~I believed~
「フォリア、なの・・・?」
リィは呆然と呟いた。
黒フードの女性───フォリアは、剣を頭上に掲げ、叫んだ。
「皆の敵は、もう目の前にいる!───全力で戦え!」
人々も剣を振り上げ、シュヴァリエのほうへと向かってきた。
レイリア国の都は、国の中心部に位置している。今はまだ旧王国の国王二人が実権を握っているが、いずれは国民が政治を行えるようにしようと考え、都には大きな会議場が作られた。その横に王族が暮らす建物とリィ達のいるシュヴァリエがある。そして、都の周りに村々が広がっているのだ。
会議場と王族の住居、シュヴァリエのまわりは高い塀で囲まれていて、入り口は一つしかない。

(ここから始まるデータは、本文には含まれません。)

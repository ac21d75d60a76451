//! Closest-URL search for the active page.
//!
//! Every page whose URL is contained in the current URL is a candidate.
//! The candidate with the smallest edit distance to the current URL wins;
//! on ties the first one in pre-order wins.

use crate::page::Page;

/// A page that matched the current URL, addressed by its index path from
/// the top level.
#[derive(Debug, Clone, PartialEq, Eq)]
pub(crate) struct Candidate {
    pub distance: usize,
    pub path: Vec<usize>,
}

/// Collect candidates in pre-order.
pub(crate) fn collect_candidates(pages: &[Page], current_url: &str) -> Vec<Candidate> {
    let mut candidates = Vec::new();
    let mut path = Vec::new();
    collect_into(pages, current_url, &mut path, &mut candidates);
    candidates
}

fn collect_into(
    pages: &[Page],
    current_url: &str,
    path: &mut Vec<usize>,
    candidates: &mut Vec<Candidate>,
) {
    for (index, page) in pages.iter().enumerate() {
        path.push(index);
        if page.matches_url(current_url) {
            candidates.push(Candidate {
                distance: levenshtein(current_url, page.url()),
                path: path.clone(),
            });
        }
        collect_into(page.pages(), current_url, path, candidates);
        path.pop();
    }
}

/// The candidate with minimum distance, first one on ties.
pub(crate) fn closest(candidates: &[Candidate]) -> Option<&Candidate> {
    candidates.iter().min_by_key(|candidate| candidate.distance)
}

/// Follow an index path down the tree.
pub(crate) fn page_at_mut<'a>(pages: &'a mut [Page], path: &[usize]) -> Option<&'a mut Page> {
    let (first, rest) = path.split_first()?;
    let page = pages.get_mut(*first)?;
    if rest.is_empty() {
        Some(page)
    } else {
        page_at_mut(page.pages_mut(), rest)
    }
}

/// Levenshtein edit distance with unit costs, over Unicode scalar values.
pub fn levenshtein(a: &str, b: &str) -> usize {
    let b: Vec<char> = b.chars().collect();
    if a.is_empty() {
        return b.len();
    }

    // Single-row dynamic programming.
    let mut row: Vec<usize> = (0..=b.len()).collect();
    for (i, ca) in a.chars().enumerate() {
        let mut diagonal = row[0];
        row[0] = i + 1;
        for (j, cb) in b.iter().enumerate() {
            let above = row[j + 1];
            let cost = usize::from(ca != *cb);
            row[j + 1] = (above + 1).min(row[j] + 1).min(diagonal + cost);
            diagonal = above;
        }
    }
    row[b.len()]
}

王族の住居には隠し扉がついていて、王族だけが通れる逃げ道があるが、そちらはおそらく大丈夫だろう。
騎士と衛兵達は出入口に集まり、人々と戦闘が始まった。
───死者をださぬように。
これは騎士達と衛兵達の共通の意見だ。
ただ、それをすることは、大きな隙を与えることでもあるのだ。
もし、この戦いが魔獣に対するもので、相手を無力化するだけなら、騎士達の勝利だったろう。だが、今血走った目で剣を振るのは魔獣ではない。本来守るべき民なのだ。

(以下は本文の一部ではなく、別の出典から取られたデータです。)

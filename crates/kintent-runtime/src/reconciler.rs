//! The end-to-end pipeline: compile, plan, evaluate, execute.
//!
//! A change set that comes back in conflict, or an execution stopped by a
//! stale precondition, is re-planned against a fresh snapshot up to
//! `max_conflict_refreshes` times. Every attempt that reaches the executor is
//! audited with its own attempt number. Snapshot reads are retried like
//! writes, and a read that still fails is audited before it is returned.

use crate::executor::{ExecuteError, ExecuteOptions, ReconcileExecutor, ReconcileOutcome};
use crate::retry::{Attempted, RetryPolicy, StopSignal, retry_classified};
use chrono::Utc;
use kintent_audit::{AuditError, AuditLog, AuditRecord, Outcome};
use kintent_compiler::{CompileError, ManifestCompiler};
use kintent_core::{
    ChangeSet, ClassifiedError, ClusterReader, ClusterSnapshot, ClusterWriter, Intent,
    KintentConfig, ManifestSet, ReconcileConfig,
};
use kintent_diff::{DiffEngine, DiffError, diff};
use kintent_policy::{ApprovalDecision, ApprovalGate};
use std::sync::Arc;
use std::time::Duration;
use thiserror::Error;
use tokio::sync::watch;
use tokio::time::Instant;
use tracing::{error, info, warn};
use uuid::Uuid;

#[derive(Debug, Error)]
pub enum ReconcileError {
    #[error(transparent)]
    Compile(#[from] CompileError),

    #[error(transparent)]
    Diff(#[from] DiffError),

    #[error(transparent)]
    Execute(#[from] ExecuteError),

    /// Reading cluster state failed after retries. The failure is audited
    /// and `report` holds the attempts that ran before it.
    #[error("failed to read cluster state after {attempts} attempt(s): {detail}")]
    ClusterRead {
        detail: String,
        #[source]
        source: ClassifiedError,
        attempts: u32,
        audit_sequence: u64,
        report: Box<ReconcileReport>,
    },

    #[error("failed to read cluster state ({read}) and the audit record was not written: {source}")]
    ClusterReadAudit {
        read: ClassifiedError,
        #[source]
        source: AuditError,
    },
}

/// Caller options for one reconcile.
#[derive(Debug, Clone, Default)]
pub struct ReconcileOptions {
    /// Operator confirmed the change up front.
    pub confirmed: bool,
    /// Overrides the configured timeout.
    pub timeout: Option<Duration>,
    pub cancel: Option<watch::Receiver<bool>>,
}

/// One planned-and-executed attempt.
#[derive(Debug, Clone)]
pub struct AttemptReport {
    pub attempt: u32,
    pub changeset: ChangeSet,
    pub decision: ApprovalDecision,
    pub outcome: ReconcileOutcome,
}

/// Everything a reconcile did.
#[derive(Debug, Clone)]
pub struct ReconcileReport {
    pub intent_id: Uuid,
    pub attempts: Vec<AttemptReport>,
}

impl ReconcileReport {
    /// The attempt that decided the result.
    pub fn last(&self) -> Option<&AttemptReport> {
        self.attempts.last()
    }

    pub fn outcome(&self) -> Option<Outcome> {
        self.last().map(|a| a.outcome.outcome)
    }
}

/// Result of a dry run: what would be done and whether it would be allowed.
#[derive(Debug, Clone)]
pub struct Preview {
    pub manifests: ManifestSet,
    pub changeset: ChangeSet,
    pub decision: ApprovalDecision,
}

/// Drives an intent through the whole pipeline.
pub struct Reconciler {
    compiler: ManifestCompiler,
    diff: DiffEngine,
    gate: ApprovalGate,
    executor: ReconcileExecutor,
    retry: RetryPolicy,
    config: ReconcileConfig,
}

impl Reconciler {
    pub fn new(
        diff: DiffEngine,
        gate: ApprovalGate,
        executor: ReconcileExecutor,
        config: ReconcileConfig,
    ) -> Self {
        Self {
            compiler: ManifestCompiler::default(),
            diff,
            gate,
            executor,
            retry: RetryPolicy::from(&config),
            config,
        }
    }

    /// Wire every component from configuration.
    pub fn from_config(
        config: &KintentConfig,
        reader: Arc<dyn ClusterReader>,
        writer: Arc<dyn ClusterWriter>,
        audit: Arc<AuditLog>,
    ) -> Self {
        let executor =
            ReconcileExecutor::new(writer, audit, RetryPolicy::from(&config.reconcile));
        Self::new(
            DiffEngine::new(reader),
            ApprovalGate::new(config.approval.clone()),
            executor,
            config.reconcile.clone(),
        )
    }

    pub fn with_compiler(mut self, compiler: ManifestCompiler) -> Self {
        self.compiler = compiler;
        self
    }

    /// Compile, plan and evaluate without touching the cluster.
    pub async fn preview(&self, intent: &Intent) -> Result<Preview, ReconcileError> {
        let manifests = self.compiler.compile(intent)?;
        let snapshot = self
            .read_state(&manifests, &StopSignal::never())
            .await
            .result
            .map_err(DiffError::Cluster)?;
        let changeset = diff(&manifests, &snapshot)?;
        let decision = self.gate.evaluate(&changeset);
        Ok(Preview {
            manifests,
            changeset,
            decision,
        })
    }

    /// Reconcile the cluster towards `intent`.
    pub async fn reconcile(
        &self,
        intent: &Intent,
        options: ReconcileOptions,
    ) -> Result<ReconcileReport, ReconcileError> {
        let manifests = self.compiler.compile(intent)?;
        let deadline = options
            .timeout
            .or(self.config.timeout())
            .map(|t| Instant::now() + t);
        let stop = StopSignal::new(deadline, options.cancel.clone());
        let max_attempts = self.config.max_conflict_refreshes.saturating_add(1);

        let mut report = ReconcileReport {
            intent_id: intent.id(),
            attempts: Vec::new(),
        };

        for attempt in 1..=max_attempts {
            let read = self.read_state(&manifests, &stop).await;
            let snapshot = match read.result {
                Ok(snapshot) => snapshot,
                Err(err) => {
                    let detail = match read.stopped {
                        Some(reason) => format!("{} while retrying: {}", reason, err),
                        None => err.to_string(),
                    };
                    return Err(self
                        .record_read_failure(intent, attempt, read.attempts, detail, err, report)
                        .await);
                }
            };
            let changeset = diff(&manifests, &snapshot)?;
            info!(
                intent_id = %intent.id(),
                changeset_id = %changeset.id,
                changes = changeset.changes.len(),
                conflict = changeset.is_conflict(),
                "Planned change set"
            );
            let decision = self.gate.evaluate(&changeset);
            let outcome = self
                .executor
                .execute(
                    &changeset,
                    &decision,
                    ExecuteOptions {
                        confirmed: options.confirmed,
                        deadline,
                        cancel: options.cancel.clone(),
                        attempt,
                    },
                )
                .await?;

            let retry = changeset.is_conflict() || outcome.conflict;
            info!(
                intent_id = %intent.id(),
                attempt = attempt,
                outcome = %outcome.outcome,
                detail = %outcome.detail,
                "Reconcile attempt finished"
            );
            report.attempts.push(AttemptReport {
                attempt,
                changeset,
                decision,
                outcome,
            });

            if !retry {
                break;
            }
            if attempt == max_attempts {
                warn!(
                    intent_id = %intent.id(),
                    attempts = attempt,
                    "Conflict persisted after all refreshes"
                );
                break;
            }

            let delay = self.config.conflict_refresh_delay();
            warn!(
                intent_id = %intent.id(),
                attempt = attempt,
                delay_ms = delay.as_millis() as u64,
                "Conflict detected, refreshing cluster state"
            );
            if let Err(reason) = stop.sleep(delay).await {
                warn!(intent_id = %intent.id(), reason = %reason, "Reconcile stopped");
                break;
            }
        }

        Ok(report)
    }

    async fn read_state(
        &self,
        manifests: &ManifestSet,
        stop: &StopSignal,
    ) -> Attempted<ClusterSnapshot> {
        retry_classified(&self.retry, "read cluster state", stop, || {
            self.diff.snapshot(manifests)
        })
        .await
    }

    /// Audit a snapshot read that failed for good and build the error.
    async fn record_read_failure(
        &self,
        intent: &Intent,
        attempt: u32,
        reads: u32,
        detail: String,
        err: ClassifiedError,
        report: ReconcileReport,
    ) -> ReconcileError {
        let changeset = ChangeSet::new(intent.clone(), Utc::now(), Vec::new());
        let record = AuditRecord::new(
            changeset,
            Outcome::Rejected,
            format!("failed to read cluster state after {} attempt(s): {}", reads, detail),
        )
        .attempt(attempt);

        match self.executor.audit().append(record).await {
            Ok(appended) => {
                warn!(
                    intent_id = %intent.id(),
                    attempt = attempt,
                    reads = reads,
                    error = %detail,
                    "Cluster state could not be read"
                );
                ReconcileError::ClusterRead {
                    detail,
                    source: err,
                    attempts: reads,
                    audit_sequence: appended.sequence,
                    report: Box::new(report),
                }
            }
            Err(source) => {
                error!(intent_id = %intent.id(), error = %source, "Failed to persist audit record");
                ReconcileError::ClusterReadAudit { read: err, source }
            }
        }
    }
}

相手を殺してしまわぬよう加減しながら戦うものと、殺す気で斬りかかってくるものでは、どちらが有利かは自明の理だろう。
徐々に、騎士と衛兵の傷が増えていく。
リィ自身も前線で戦いながら、疲労が蓄積していくのを感じていた。
集中が途切れかけた瞬間、視界の隅に銀色の光をとらえた。咄嗟に首を傾けたが、首の皮を薄く削られる。
「さすがは騎士長、勘が鋭いですね」
「フォリア・・・」
黒いマントを翻し、フォリアは着地した。
リィの呼吸に合わせ、瞬時に距離をつめてくる。
「・・・っ!」
フォリアの剣の軌道をそらし、レイピアを───
できない。
仲間と思っていた相手を、傷つけることなんて、できない。
硬直したリィの胴にフォリアの蹴りが入る。
当たる瞬間、自らその方向に飛び衝撃を和らげるが、全部は殺しきれず膝をついた。フォリアはリィを見てふっと笑うと、
「騎士長、信じてました」
「な、にを・・・」
「───あなたはボクを、斬れないって」
フォリアの言葉は事実だ。リィは斬れない。斬れるはずがない。
「リィ!」
「まあ、頑張って戦ってください。またあとで来るので」
レイルが駆け寄ってくるのを見て、フォリアは跳躍した。そのまま人々の中に紛れ込んでしまう。
「リィ、大丈夫か⁉」
「・・・うん」
レイルの手を借りて立ちあがったリィは、
「皆、動きが目に見えて緩慢になってる・・・」
「大丈夫。───助っ人に、来てもらったから」
レイルにつられて上を向いたリィは、シュヴァリエの二階に誰かが立っているのを見た。
遠目でも分かる、虹色の髪。すらりとした長身に、真っ白な肌。
元リーシア王国王女のイリスだ。
『虹の女神』が手をかざすと、騎士と衛兵達に虹色の雫が降り注いだ。
どんどん体が軽くなるのが分かる。
「イリス・・・!」
イリスのステータス上昇のおかげで、まだ動ける。戦える。
───戦いはまだ、始まったばかりだった。